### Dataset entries

- - -

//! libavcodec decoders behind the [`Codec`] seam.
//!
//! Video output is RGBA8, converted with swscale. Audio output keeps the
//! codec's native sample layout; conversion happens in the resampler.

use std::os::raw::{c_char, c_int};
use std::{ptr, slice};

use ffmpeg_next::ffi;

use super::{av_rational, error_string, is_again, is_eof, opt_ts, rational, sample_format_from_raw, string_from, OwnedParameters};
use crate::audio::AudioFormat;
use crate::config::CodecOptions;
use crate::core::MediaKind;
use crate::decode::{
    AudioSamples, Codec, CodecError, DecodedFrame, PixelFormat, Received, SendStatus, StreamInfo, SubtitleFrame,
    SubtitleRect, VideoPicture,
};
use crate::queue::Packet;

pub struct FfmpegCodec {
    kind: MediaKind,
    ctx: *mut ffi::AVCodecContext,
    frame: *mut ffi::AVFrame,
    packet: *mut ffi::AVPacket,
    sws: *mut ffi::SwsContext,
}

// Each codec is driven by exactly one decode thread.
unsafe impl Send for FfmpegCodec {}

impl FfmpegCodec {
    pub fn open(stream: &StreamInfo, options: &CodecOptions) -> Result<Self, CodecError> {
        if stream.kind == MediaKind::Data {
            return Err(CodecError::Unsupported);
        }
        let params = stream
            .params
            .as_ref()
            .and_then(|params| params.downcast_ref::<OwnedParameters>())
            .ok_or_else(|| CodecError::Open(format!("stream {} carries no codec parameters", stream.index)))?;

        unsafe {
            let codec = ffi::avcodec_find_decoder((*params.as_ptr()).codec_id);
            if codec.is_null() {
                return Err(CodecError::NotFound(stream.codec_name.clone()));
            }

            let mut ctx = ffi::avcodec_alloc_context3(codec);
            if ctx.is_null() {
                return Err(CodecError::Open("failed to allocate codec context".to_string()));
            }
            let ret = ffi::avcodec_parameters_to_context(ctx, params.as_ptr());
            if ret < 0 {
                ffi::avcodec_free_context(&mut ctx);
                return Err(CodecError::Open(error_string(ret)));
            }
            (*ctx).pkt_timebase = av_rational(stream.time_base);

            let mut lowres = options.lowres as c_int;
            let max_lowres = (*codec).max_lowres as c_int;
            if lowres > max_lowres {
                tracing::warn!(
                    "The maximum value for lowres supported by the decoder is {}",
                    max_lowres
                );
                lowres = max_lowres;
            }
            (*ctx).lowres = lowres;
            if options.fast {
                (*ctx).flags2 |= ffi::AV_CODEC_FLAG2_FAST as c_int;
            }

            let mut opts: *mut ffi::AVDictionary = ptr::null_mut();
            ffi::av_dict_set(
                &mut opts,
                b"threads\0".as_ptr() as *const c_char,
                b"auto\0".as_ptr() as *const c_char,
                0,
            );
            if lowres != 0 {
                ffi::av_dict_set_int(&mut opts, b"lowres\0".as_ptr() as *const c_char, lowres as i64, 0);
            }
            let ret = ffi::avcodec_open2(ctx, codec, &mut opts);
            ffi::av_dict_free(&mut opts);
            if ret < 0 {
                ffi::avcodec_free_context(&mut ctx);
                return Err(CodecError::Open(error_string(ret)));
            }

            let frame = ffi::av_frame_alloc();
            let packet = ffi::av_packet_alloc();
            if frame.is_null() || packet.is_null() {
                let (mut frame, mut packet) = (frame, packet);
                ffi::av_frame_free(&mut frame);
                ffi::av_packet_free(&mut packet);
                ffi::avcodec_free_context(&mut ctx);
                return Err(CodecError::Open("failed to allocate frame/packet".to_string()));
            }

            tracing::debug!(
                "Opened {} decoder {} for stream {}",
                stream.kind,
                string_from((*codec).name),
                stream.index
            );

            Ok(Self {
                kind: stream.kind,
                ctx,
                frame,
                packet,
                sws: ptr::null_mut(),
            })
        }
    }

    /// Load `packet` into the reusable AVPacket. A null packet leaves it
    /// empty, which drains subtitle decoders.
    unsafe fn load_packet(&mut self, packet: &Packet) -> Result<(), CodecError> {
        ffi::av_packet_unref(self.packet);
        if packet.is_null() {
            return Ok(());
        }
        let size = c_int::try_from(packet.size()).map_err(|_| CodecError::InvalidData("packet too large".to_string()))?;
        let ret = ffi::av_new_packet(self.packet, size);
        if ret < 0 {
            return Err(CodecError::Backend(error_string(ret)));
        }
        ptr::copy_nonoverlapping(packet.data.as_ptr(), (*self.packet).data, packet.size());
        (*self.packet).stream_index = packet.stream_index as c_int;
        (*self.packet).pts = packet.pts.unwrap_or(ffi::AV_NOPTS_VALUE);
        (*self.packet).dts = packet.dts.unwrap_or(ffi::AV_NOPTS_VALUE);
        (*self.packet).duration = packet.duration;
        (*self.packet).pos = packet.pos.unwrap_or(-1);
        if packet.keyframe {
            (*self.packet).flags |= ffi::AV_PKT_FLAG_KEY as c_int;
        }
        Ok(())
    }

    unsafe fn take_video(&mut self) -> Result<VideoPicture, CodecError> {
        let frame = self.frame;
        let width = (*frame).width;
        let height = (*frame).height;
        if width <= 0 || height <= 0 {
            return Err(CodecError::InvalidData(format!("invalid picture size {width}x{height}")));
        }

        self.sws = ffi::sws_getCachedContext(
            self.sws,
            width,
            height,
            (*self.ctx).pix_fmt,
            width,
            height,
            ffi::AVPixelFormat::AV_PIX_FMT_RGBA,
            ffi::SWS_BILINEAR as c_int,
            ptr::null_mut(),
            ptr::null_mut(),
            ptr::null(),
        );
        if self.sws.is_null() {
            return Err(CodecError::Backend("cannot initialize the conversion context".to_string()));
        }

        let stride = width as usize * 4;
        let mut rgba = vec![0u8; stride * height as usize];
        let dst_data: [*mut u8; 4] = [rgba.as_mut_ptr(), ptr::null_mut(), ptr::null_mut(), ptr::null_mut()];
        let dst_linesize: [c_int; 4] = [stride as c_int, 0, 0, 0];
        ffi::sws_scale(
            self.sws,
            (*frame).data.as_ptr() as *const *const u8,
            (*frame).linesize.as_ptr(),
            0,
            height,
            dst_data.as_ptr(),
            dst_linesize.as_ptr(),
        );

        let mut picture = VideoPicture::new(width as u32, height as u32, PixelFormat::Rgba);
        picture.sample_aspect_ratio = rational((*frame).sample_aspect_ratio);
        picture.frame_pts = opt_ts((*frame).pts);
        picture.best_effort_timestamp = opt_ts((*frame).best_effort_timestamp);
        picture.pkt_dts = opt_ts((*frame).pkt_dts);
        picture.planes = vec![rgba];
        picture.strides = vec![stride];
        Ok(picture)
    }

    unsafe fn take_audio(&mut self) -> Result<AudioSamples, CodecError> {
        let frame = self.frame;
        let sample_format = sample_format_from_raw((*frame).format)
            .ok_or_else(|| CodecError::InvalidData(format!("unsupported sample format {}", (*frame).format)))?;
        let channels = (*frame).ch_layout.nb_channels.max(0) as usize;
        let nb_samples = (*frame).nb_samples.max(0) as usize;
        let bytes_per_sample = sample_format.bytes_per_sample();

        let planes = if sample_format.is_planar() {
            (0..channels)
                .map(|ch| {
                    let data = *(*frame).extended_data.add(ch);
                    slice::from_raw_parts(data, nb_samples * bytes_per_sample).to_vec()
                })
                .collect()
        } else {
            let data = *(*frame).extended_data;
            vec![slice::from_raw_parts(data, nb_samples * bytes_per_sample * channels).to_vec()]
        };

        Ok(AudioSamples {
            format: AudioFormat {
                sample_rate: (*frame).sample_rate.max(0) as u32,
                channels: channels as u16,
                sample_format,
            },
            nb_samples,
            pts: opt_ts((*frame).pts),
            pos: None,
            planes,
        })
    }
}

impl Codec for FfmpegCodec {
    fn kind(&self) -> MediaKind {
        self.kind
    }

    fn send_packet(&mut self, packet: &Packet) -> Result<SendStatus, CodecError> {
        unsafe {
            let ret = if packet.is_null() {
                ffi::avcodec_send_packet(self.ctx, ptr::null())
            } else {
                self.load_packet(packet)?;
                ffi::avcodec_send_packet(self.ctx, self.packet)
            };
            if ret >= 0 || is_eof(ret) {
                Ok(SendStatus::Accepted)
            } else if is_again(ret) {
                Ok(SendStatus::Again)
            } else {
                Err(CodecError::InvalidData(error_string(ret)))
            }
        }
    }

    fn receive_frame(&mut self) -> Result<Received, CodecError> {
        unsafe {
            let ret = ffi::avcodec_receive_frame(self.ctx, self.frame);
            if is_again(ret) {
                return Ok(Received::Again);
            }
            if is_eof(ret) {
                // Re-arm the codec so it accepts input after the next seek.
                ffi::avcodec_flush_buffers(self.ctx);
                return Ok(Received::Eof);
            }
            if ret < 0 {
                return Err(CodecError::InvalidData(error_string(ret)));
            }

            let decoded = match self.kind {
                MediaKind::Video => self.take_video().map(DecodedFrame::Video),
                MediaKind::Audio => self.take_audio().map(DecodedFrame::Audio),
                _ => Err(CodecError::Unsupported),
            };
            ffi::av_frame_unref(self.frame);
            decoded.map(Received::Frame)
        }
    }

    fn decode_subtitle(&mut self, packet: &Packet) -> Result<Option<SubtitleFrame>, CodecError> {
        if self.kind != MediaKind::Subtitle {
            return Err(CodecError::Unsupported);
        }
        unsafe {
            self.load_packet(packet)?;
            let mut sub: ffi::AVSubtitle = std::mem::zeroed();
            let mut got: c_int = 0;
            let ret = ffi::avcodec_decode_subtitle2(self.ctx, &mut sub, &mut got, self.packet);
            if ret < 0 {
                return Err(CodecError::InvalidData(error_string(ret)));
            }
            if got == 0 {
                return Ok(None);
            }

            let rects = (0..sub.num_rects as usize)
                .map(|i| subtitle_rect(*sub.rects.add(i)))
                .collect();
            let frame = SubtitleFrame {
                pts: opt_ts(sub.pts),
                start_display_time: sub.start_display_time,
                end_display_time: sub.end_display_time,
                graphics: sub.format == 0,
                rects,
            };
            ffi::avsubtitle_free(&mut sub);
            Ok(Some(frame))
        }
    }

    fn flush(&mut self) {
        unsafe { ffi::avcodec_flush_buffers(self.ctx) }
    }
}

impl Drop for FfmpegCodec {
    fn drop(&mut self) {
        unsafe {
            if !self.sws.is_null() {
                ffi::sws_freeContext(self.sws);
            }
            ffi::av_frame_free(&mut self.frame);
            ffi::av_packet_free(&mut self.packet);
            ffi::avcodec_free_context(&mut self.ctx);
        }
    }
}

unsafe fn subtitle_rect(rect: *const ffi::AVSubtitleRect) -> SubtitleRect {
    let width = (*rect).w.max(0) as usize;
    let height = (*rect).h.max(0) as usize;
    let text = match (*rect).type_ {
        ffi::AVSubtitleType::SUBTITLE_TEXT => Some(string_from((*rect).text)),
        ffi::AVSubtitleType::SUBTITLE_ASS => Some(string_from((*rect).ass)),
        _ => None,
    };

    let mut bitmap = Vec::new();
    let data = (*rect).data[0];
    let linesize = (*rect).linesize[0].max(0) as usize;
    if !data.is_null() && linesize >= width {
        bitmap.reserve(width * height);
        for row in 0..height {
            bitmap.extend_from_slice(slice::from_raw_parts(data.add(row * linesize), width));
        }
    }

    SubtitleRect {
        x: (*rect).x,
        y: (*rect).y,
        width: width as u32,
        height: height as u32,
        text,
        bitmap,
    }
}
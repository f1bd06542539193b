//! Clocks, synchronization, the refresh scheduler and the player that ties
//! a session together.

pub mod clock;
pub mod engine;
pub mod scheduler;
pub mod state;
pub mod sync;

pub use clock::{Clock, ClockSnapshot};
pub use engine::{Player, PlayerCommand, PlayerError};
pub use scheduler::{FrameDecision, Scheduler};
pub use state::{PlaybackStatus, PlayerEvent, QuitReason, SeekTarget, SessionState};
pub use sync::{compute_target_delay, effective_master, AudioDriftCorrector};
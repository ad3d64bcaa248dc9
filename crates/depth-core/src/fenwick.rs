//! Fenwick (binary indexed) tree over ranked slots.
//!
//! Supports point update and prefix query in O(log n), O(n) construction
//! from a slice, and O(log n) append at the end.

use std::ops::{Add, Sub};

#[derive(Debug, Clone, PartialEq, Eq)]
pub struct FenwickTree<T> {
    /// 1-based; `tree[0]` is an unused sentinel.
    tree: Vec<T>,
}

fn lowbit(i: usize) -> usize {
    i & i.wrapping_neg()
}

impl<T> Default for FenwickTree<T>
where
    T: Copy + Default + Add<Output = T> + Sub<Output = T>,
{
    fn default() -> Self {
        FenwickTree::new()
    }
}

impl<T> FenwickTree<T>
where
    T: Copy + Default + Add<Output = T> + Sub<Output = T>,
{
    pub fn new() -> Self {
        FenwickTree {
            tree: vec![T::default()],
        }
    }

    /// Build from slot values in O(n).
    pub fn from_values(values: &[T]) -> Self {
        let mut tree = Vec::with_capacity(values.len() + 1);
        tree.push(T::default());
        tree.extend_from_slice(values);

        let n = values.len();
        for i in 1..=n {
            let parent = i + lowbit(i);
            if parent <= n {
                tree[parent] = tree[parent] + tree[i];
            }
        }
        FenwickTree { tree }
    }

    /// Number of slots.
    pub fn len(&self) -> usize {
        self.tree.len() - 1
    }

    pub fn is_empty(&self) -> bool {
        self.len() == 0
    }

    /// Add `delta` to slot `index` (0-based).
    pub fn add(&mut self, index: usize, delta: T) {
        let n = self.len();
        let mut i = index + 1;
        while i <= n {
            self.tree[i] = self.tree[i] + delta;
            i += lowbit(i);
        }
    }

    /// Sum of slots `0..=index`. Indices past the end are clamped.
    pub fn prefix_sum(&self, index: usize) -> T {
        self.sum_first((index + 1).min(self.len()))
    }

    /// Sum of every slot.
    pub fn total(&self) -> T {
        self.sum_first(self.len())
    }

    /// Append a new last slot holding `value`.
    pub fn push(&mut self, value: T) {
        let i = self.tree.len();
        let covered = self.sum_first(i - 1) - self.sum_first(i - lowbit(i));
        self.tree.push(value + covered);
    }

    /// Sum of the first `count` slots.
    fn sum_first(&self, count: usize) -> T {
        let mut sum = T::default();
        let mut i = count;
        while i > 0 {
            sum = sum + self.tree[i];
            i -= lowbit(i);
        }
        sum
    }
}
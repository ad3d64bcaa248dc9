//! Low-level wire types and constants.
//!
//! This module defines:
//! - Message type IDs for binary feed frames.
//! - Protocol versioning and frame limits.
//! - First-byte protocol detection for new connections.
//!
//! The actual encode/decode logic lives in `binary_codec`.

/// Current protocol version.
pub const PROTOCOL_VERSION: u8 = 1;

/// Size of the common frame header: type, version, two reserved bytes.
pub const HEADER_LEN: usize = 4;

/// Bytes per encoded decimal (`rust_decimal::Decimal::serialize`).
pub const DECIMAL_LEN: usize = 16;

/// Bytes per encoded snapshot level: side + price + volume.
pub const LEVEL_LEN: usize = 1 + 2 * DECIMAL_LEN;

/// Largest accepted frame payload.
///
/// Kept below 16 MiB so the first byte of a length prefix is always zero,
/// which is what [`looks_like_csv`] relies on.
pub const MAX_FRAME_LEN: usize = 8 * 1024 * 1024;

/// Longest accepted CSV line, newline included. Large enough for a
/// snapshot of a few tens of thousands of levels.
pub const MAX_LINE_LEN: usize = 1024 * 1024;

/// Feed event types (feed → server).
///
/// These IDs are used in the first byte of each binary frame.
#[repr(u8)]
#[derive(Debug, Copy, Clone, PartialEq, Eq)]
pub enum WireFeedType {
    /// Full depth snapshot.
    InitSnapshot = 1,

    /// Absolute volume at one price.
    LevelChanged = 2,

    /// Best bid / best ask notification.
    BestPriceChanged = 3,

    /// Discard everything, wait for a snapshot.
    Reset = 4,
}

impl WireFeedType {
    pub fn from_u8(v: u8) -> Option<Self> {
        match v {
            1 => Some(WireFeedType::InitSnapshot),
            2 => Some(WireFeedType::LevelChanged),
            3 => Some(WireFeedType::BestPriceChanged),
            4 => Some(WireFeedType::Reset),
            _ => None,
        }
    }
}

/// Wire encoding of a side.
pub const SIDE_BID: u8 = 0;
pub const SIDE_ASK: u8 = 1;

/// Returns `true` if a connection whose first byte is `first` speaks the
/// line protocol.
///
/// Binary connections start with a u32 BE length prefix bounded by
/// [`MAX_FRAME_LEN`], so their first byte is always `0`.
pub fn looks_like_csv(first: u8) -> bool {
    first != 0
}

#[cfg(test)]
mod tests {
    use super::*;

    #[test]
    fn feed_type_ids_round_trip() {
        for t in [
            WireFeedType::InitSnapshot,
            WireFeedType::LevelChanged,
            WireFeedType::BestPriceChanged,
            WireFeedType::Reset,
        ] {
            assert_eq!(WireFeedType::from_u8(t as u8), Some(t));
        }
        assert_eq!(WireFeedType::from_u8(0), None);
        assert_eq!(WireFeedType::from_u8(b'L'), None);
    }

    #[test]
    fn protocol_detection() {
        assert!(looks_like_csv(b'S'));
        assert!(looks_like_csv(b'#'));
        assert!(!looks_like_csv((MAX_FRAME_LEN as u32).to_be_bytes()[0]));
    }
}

- - -

### WHAT NEEDS TO BE DONE
Select every line of the records holding the string "FenwickTree".

### RESULT FOR THIS EXERCISE
pub struct FenwickTree<T> {
impl<T> Default for FenwickTree<T>
        FenwickTree::new()
impl<T> FenwickTree<T>
        FenwickTree {
        FenwickTree { tree }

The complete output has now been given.